The learning process of neural networks
In the learning process, artificial neural networks analyze patterns or data and form problem-solving models on the basis of this. These are developed using training data, with the probability of success varying based on data quality and quantity.
The training process begins with the input of data at the input layer. Thereupon, the neurons of the hidden layers evaluate and weigh the data. At the output layer, the final computation of the result takes place. Each training run improves the result by reducing the errors of the calculation.
The learning rate describes how strongly the network adjusts the weighting of individual neurons with respect to detected errors after each run. The learning rate also determines the duration of the training process.
The human brain consolidates information through continuous repetition. With neural networks, you can achieve up to 100% correct evaluation after continuous training of the data as well. However, it is likely, that the results with different data will deteriorate after such a retraining.
This is because after a while, the system only reproduces the solutions determined from the training data. Thus, the algorithm only processes the training data correctly and does not obtain new results when new data is entered. Experts refer to this memorization of the training data as overfitting. Using an incorrect learning rate also leads to overfitting.
The more multi-layered the system, the longer the training time and thus a greater risk of overfitting. Incorrect weighting also occurs due to incorrect selection of test data or insufficient amount of data.
Correct use of test data
The use of a test data set and a blind test data set additional to the training data set prevents this. By using this, you can recognize overfitting by the fact that the accuracy of the results with the training data exceeds that of the test data. At this point, the training ends.
The blind test data is used for a final verification of the functionality of the system. If the algorithm produces correct results with this data, the system is valid. In the case of iterative models, stopping the training prematurely also prevents overfitting.
Over-specialization of the models is also prevented by the use of a dropout layer. In this case, the system randomly switches off neurons of a layer during training. Thus, a different combination of neurons trains during each run, which prevents memorization of the training data. Experts call this a regularization method. Additionally, the use of a dropout layer improves training speed.
Correct selection and processing of the test data
To prevent bias in the models, it is important to determine relevant, expert correlations of the data in advance. In this way, you can avoid bias by identifying inappropriate or incorrect data, or by having too little data. Errors are also caused by incorrect labeling of the data. Also, a high learning rate leads to a suboptimal weighting during the evaluation.
When determining the learning rate, it is therefore important to compare suitable benchmarks for the data. It is also possible to gradually reduce the learning rate during training. The collection of a sufficiently large, valid sample and the correct handling of data and parameters thus also prevents overfitting.

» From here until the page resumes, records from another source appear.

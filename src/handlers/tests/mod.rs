mod fakes;
// Application context
//
// Owns the keep-alive task for the lifetime of the server. `start` runs once
// the listener is bound and `shutdown` runs after the server future resolves.

use std::sync::Arc;
use std::time::Duration;

use log::{info, warn};

use crate::config::KeepAliveConfig;
use crate::keep_alive::{HealthPinger, HttpPinger, KeepAliveError, KeepAliveTask, PingError};
use crate::metrics::Metrics;

pub struct AppContext {
    config: KeepAliveConfig,
    pinger: Arc<dyn HealthPinger>,
    metrics: Metrics,
    keep_alive: Option<KeepAliveTask>,
}

impl AppContext {
    /// Context pinging over HTTP with the configured timeout
    pub fn new(config: KeepAliveConfig, metrics: Metrics) -> Result<Self, PingError> {
        let pinger = HttpPinger::new(config.ping_timeout())?;
        Ok(Self::with_pinger(config, Arc::new(pinger), metrics))
    }

    pub fn with_pinger(
        config: KeepAliveConfig,
        pinger: Arc<dyn HealthPinger>,
        metrics: Metrics,
    ) -> Self {
        Self {
            config,
            pinger,
            metrics,
            keep_alive: None,
        }
    }

    /// Spawn the keep-alive task unless it is disabled or already running
    pub fn start(&mut self) {
        if !self.config.enabled {
            info!("Keep-alive task disabled by configuration");
            return;
        }

        if let Some(task) = &self.keep_alive {
            warn!(
                "Keep-alive task already running for {}, not starting another",
                task.target_url()
            );
            return;
        }

        self.keep_alive = Some(KeepAliveTask::spawn(
            self.config.health_url(),
            self.config.policy(),
            self.pinger.clone(),
            self.metrics.clone(),
        ));
    }

    pub fn keep_alive(&self) -> Option<&KeepAliveTask> {
        self.keep_alive.as_ref()
    }

    /// Cancel the keep-alive task and wait for it with the configured grace
    pub async fn shutdown(&mut self) -> Result<(), KeepAliveError> {
        self.shutdown_within(self.config.shutdown_grace()).await
    }

    pub async fn shutdown_within(&mut self, grace: Duration) -> Result<(), KeepAliveError> {
        match self.keep_alive.take() {
            Some(task) => task.shutdown(grace).await,
            None => Ok(()),
        }
    }
}

#[cfg(test)]
mod tests {
    use super::*;
    use crate::metrics::create_null_exporter;
    use async_trait::async_trait;
    use std::sync::atomic::{AtomicUsize, Ordering};

    #[derive(Default)]
    struct CountingPinger {
        calls: AtomicUsize,
    }

    #[async_trait]
    impl HealthPinger for CountingPinger {
        async fn ping(&self, _url: &str) -> Result<u16, PingError> {
            self.calls.fetch_add(1, Ordering::SeqCst);
            Ok(200)
        }
    }

    fn config(enabled: bool) -> KeepAliveConfig {
        KeepAliveConfig {
            enabled,
            base_url: "http://localhost:8000".to_string(),
            min_interval_secs: 420,
            max_interval_secs: 720,
            failure_backoff_secs: 300,
            ping_timeout_secs: 30,
            shutdown_grace_secs: 10,
        }
    }

    fn context(enabled: bool, pinger: Arc<CountingPinger>) -> AppContext {
        AppContext::with_pinger(config(enabled), pinger, Metrics::new(create_null_exporter()))
    }

    #[tokio::test(start_paused = true)]
    async fn test_start_then_shutdown() {
        let pinger = Arc::new(CountingPinger::default());
        let mut ctx = context(true, pinger.clone());

        ctx.start();
        let task = ctx.keep_alive().expect("task should be running");
        assert_eq!(task.target_url(), "http://localhost:8000/health");

        tokio::time::sleep(Duration::from_secs(721)).await;
        assert_eq!(pinger.calls.load(Ordering::SeqCst), 1);

        ctx.shutdown().await.unwrap();
        assert!(ctx.keep_alive().is_none());
    }

    #[tokio::test(start_paused = true)]
    async fn test_second_start_is_ignored() {
        let pinger = Arc::new(CountingPinger::default());
        let mut ctx = context(true, pinger.clone());

        ctx.start();
        ctx.start();

        // a second loop would double the ping count
        tokio::time::sleep(Duration::from_secs(721)).await;
        assert_eq!(pinger.calls.load(Ordering::SeqCst), 1);

        ctx.shutdown().await.unwrap();
    }

    #[tokio::test]
    async fn test_disabled_context_never_spawns() {
        let pinger = Arc::new(CountingPinger::default());
        let mut ctx = context(false, pinger);

        ctx.start();
        assert!(ctx.keep_alive().is_none());
        ctx.shutdown().await.unwrap();
    }
}
// Timed text parsing
//
// YouTube serves captions as a small XML document:
//
//   <transcript>
//     <text start="0.16" dur="2.4">Hello &amp;amp; welcome</text>
//   </transcript>
//
// Element text is XML-escaped once and the caption itself may carry HTML
// entities and inline tags on top of that.

use quick_xml::events::{BytesStart, Event};
use quick_xml::Reader;
use regex::{Captures, Regex};
use std::fmt::Display;
use std::sync::OnceLock;

use super::error::UpstreamError;
use super::transcripts::TranscriptSnippet;

/// Inline tags kept when formatting is preserved
const FORMATTING_TAGS: [&str; 10] = [
    "strong", "em", "b", "i", "mark", "small", "del", "ins", "sub", "sup",
];

fn tag_regex() -> &'static Regex {
    static RE: OnceLock<Regex> = OnceLock::new();
    RE.get_or_init(|| Regex::new(r"(?i)</?\s*([a-z][a-z0-9]*)\b[^>]*>").expect("valid tag regex"))
}

fn malformed_xml<E: Display>(e: E) -> UpstreamError {
    UpstreamError::malformed(format!("invalid timed text XML: {}", e))
}

/// A `<text>` element whose closing tag has not been reached yet
struct OpenCaption {
    start: f64,
    duration: f64,
    raw: String,
}

impl OpenCaption {
    fn from_element(element: &BytesStart) -> Result<Self, UpstreamError> {
        let mut start = None;
        let mut duration = 0.0;
        for attr in element.attributes() {
            let attr = attr.map_err(malformed_xml)?;
            let value = attr.unescape_value().map_err(malformed_xml)?;
            match attr.key.as_ref() {
                b"start" => start = value.parse::<f64>().ok(),
                b"dur" => duration = value.parse::<f64>().unwrap_or(0.0),
                _ => {}
            }
        }

        let start = start
            .ok_or_else(|| UpstreamError::malformed("text element without a valid start attribute"))?;
        Ok(Self {
            start,
            duration,
            raw: String::new(),
        })
    }
}

/// Parses timed text XML into transcript snippets
#[derive(Debug, Clone, Copy, Default)]
pub struct TimedTextParser {
    preserve_formatting: bool,
}

impl TimedTextParser {
    pub fn new(preserve_formatting: bool) -> Self {
        Self {
            preserve_formatting,
        }
    }

    /// Parse a timed text document. Elements without text are skipped.
    pub fn parse(&self, xml: &str) -> Result<Vec<TranscriptSnippet>, UpstreamError> {
        let mut reader = Reader::from_str(xml);
        let mut has_root = false;
        let mut open: Option<OpenCaption> = None;
        let mut snippets = Vec::new();

        loop {
            match reader.read_event().map_err(malformed_xml)? {
                Event::Start(element) => match element.name().as_ref() {
                    b"transcript" => has_root = true,
                    b"text" => {
                        has_root = true;
                        open = Some(OpenCaption::from_element(&element)?);
                    }
                    _ => {}
                },
                Event::Empty(element) if element.name().as_ref() == b"text" => has_root = true,
                Event::Text(text) => {
                    if let Some(caption) = open.as_mut() {
                        caption.raw.push_str(&text.unescape().map_err(malformed_xml)?);
                    }
                }
                Event::CData(data) => {
                    if let Some(caption) = open.as_mut() {
                        caption.raw.push_str(&String::from_utf8_lossy(&data));
                    }
                }
                Event::End(element) if element.name().as_ref() == b"text" => {
                    if let Some(caption) = open.take() {
                        if !caption.raw.is_empty() {
                            snippets.push(self.snippet(caption));
                        }
                    }
                }
                Event::Eof => break,
                _ => {}
            }
        }

        if !has_root {
            return Err(UpstreamError::malformed("timed text document has no <transcript> root"));
        }
        Ok(snippets)
    }

    fn snippet(&self, caption: OpenCaption) -> TranscriptSnippet {
        // the XML layer is already gone, captions still carry HTML entities
        let text = html_escape::decode_html_entities(&caption.raw);
        TranscriptSnippet {
            text: self.clean_tags(&text),
            start: caption.start,
            duration: caption.duration,
        }
    }

    fn clean_tags(&self, text: &str) -> String {
        let preserve = self.preserve_formatting;
        tag_regex()
            .replace_all(text, |caps: &Captures| {
                let name = caps[1].to_ascii_lowercase();
                if preserve && FORMATTING_TAGS.contains(&name.as_str()) {
                    caps[0].to_string()
                } else {
                    String::new()
                }
            })
            .into_owned()
    }
}
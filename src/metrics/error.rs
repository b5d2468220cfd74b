//! Error types for the metrics system

use std::fmt;
use thiserror::Error;

/// Errors raised by metrics operations
#[derive(Error, Debug, Clone)]
pub enum MetricsError {
    /// Invalid metric name (empty, invalid characters, wrong format)
    #[error("Invalid metric name '{name}': {reason}")]
    InvalidName { name: String, reason: String },

    /// Invalid label name or value
    #[error("Invalid label '{label}': {reason}")]
    InvalidLabel { label: String, reason: String },

    /// Metric creation or registration failed
    #[error("Failed to register metric '{name}': {reason}")]
    RegistrationFailed { name: String, reason: String },

    /// Metric export failed
    #[error("Failed to export metrics: {reason}")]
    ExportFailed { reason: String },

    /// Value is NaN, infinite or too large
    #[error("Invalid value '{value}': {reason}")]
    InvalidValue { value: String, reason: String },

    /// Bad exporter configuration
    #[error("Configuration error: {reason}")]
    ConfigurationError { reason: String },
}

impl MetricsError {
    pub fn invalid_name<N: Into<String>, R: Into<String>>(name: N, reason: R) -> Self {
        Self::InvalidName {
            name: name.into(),
            reason: reason.into(),
        }
    }

    pub fn invalid_label<L: Into<String>, R: Into<String>>(label: L, reason: R) -> Self {
        Self::InvalidLabel {
            label: label.into(),
            reason: reason.into(),
        }
    }

    pub fn registration_failed<N: Into<String>, R: Into<String>>(name: N, reason: R) -> Self {
        Self::RegistrationFailed {
            name: name.into(),
            reason: reason.into(),
        }
    }

    pub fn export_failed<R: Into<String>>(reason: R) -> Self {
        Self::ExportFailed {
            reason: reason.into(),
        }
    }

    pub fn invalid_value<V: fmt::Display, R: Into<String>>(value: V, reason: R) -> Self {
        Self::InvalidValue {
            value: value.to_string(),
            reason: reason.into(),
        }
    }

    pub fn configuration_error<R: Into<String>>(reason: R) -> Self {
        Self::ConfigurationError {
            reason: reason.into(),
        }
    }
}

/// Validation of metric names, labels and values (Prometheus rules)
pub mod validation {
    use super::MetricsError;
    use std::collections::HashSet;

    const RESERVED_LABELS: &[&str] = &["__name__", "__value__"];
    const MAX_LABEL_VALUE_LENGTH: usize = 1024;
    const MAX_LABELS_PER_METRIC: usize = 16;

    /// Names must start with a letter or underscore and contain only
    /// letters, digits, underscores and colons.
    pub fn validate_metric_name(name: &str) -> Result<(), MetricsError> {
        let Some(first) = name.chars().next() else {
            return Err(MetricsError::invalid_name(name, "Metric name cannot be empty"));
        };

        if !first.is_ascii_alphabetic() && first != '_' {
            return Err(MetricsError::invalid_name(
                name,
                "Metric name must start with a letter or underscore",
            ));
        }

        if let Some((i, ch)) = name
            .chars()
            .enumerate()
            .find(|(_, ch)| !ch.is_ascii_alphanumeric() && *ch != '_' && *ch != ':')
        {
            return Err(MetricsError::invalid_name(
                name,
                format!("Invalid character '{}' at position {}", ch, i),
            ));
        }

        Ok(())
    }

    pub fn validate_label_key(key: &str) -> Result<(), MetricsError> {
        let Some(first) = key.chars().next() else {
            return Err(MetricsError::invalid_label(key, "Label key cannot be empty"));
        };

        if RESERVED_LABELS.contains(&key) {
            return Err(MetricsError::invalid_label(key, "Label key is reserved by Prometheus"));
        }

        if !first.is_ascii_alphabetic() && first != '_' {
            return Err(MetricsError::invalid_label(
                key,
                "Label key must start with a letter or underscore",
            ));
        }

        if key.chars().any(|ch| !ch.is_ascii_alphanumeric() && ch != '_') {
            return Err(MetricsError::invalid_label(key, "Label key contains invalid characters"));
        }

        Ok(())
    }

    pub fn validate_label_value(value: &str) -> Result<(), MetricsError> {
        if value.len() > MAX_LABEL_VALUE_LENGTH {
            return Err(MetricsError::invalid_label(
                value,
                format!("Label value too long (max {} characters)", MAX_LABEL_VALUE_LENGTH),
            ));
        }

        if value.chars().any(|ch| ch.is_control()) {
            return Err(MetricsError::invalid_label(value, "Label value contains control characters"));
        }

        Ok(())
    }

    pub fn validate_labels(labels: &[(&str, &str)]) -> Result<(), MetricsError> {
        if labels.len() > MAX_LABELS_PER_METRIC {
            return Err(MetricsError::invalid_label(
                "",
                format!("Too many labels (max {} allowed)", MAX_LABELS_PER_METRIC),
            ));
        }

        let mut seen = HashSet::new();
        for (key, value) in labels {
            validate_label_key(key)?;
            validate_label_value(value)?;
            if !seen.insert(*key) {
                return Err(MetricsError::invalid_label(*key, "Duplicate label key"));
            }
        }

        Ok(())
    }

    pub fn validate_numeric_value(value: f64) -> Result<(), MetricsError> {
        if !value.is_finite() {
            return Err(MetricsError::invalid_value(
                value,
                "Value must be finite (not NaN or infinite)",
            ));
        }

        if value.abs() > (1u64 << 53) as f64 {
            return Err(MetricsError::invalid_value(
                value,
                "Value too large, may lose precision in f64",
            ));
        }

        Ok(())
    }
}

#[cfg(test)]
mod tests {
    use super::validation::*;
    use super::MetricsError;

    #[test]
    fn test_metric_names() {
        assert!(validate_metric_name("http_requests_total").is_ok());
        assert!(validate_metric_name("_private:sub").is_ok());
        assert!(matches!(validate_metric_name(""), Err(MetricsError::InvalidName { .. })));
        assert!(validate_metric_name("1abc").is_err());
        assert!(validate_metric_name("has-dash").is_err());
    }

    #[test]
    fn test_labels() {
        assert!(validate_labels(&[("endpoint", "/get_title"), ("status", "200")]).is_ok());
        assert!(validate_labels(&[("__name__", "x")]).is_err());
        assert!(validate_labels(&[("a", "1"), ("a", "2")]).is_err());
        assert!(validate_labels(&[("ok", "line\nbreak")]).is_err());
    }

    #[test]
    fn test_numeric_values() {
        assert!(validate_numeric_value(0.25).is_ok());
        assert!(validate_numeric_value(f64::NAN).is_err());
        assert!(validate_numeric_value(f64::INFINITY).is_err());
        assert!(validate_numeric_value(1e18).is_err());
    }
}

Use neural networks for the visual quality inspection of metallic and complex workpieces
Worse results due to memorization
Artificial neural networks are based on the learning processes of the human cognitive system, but to date artificial neural networks cannot match the generalization performance of the brain with respect to data in the learning process. Instead, the neural networks memorize the results of the training set – therefore, they sometimes score worse after re-training.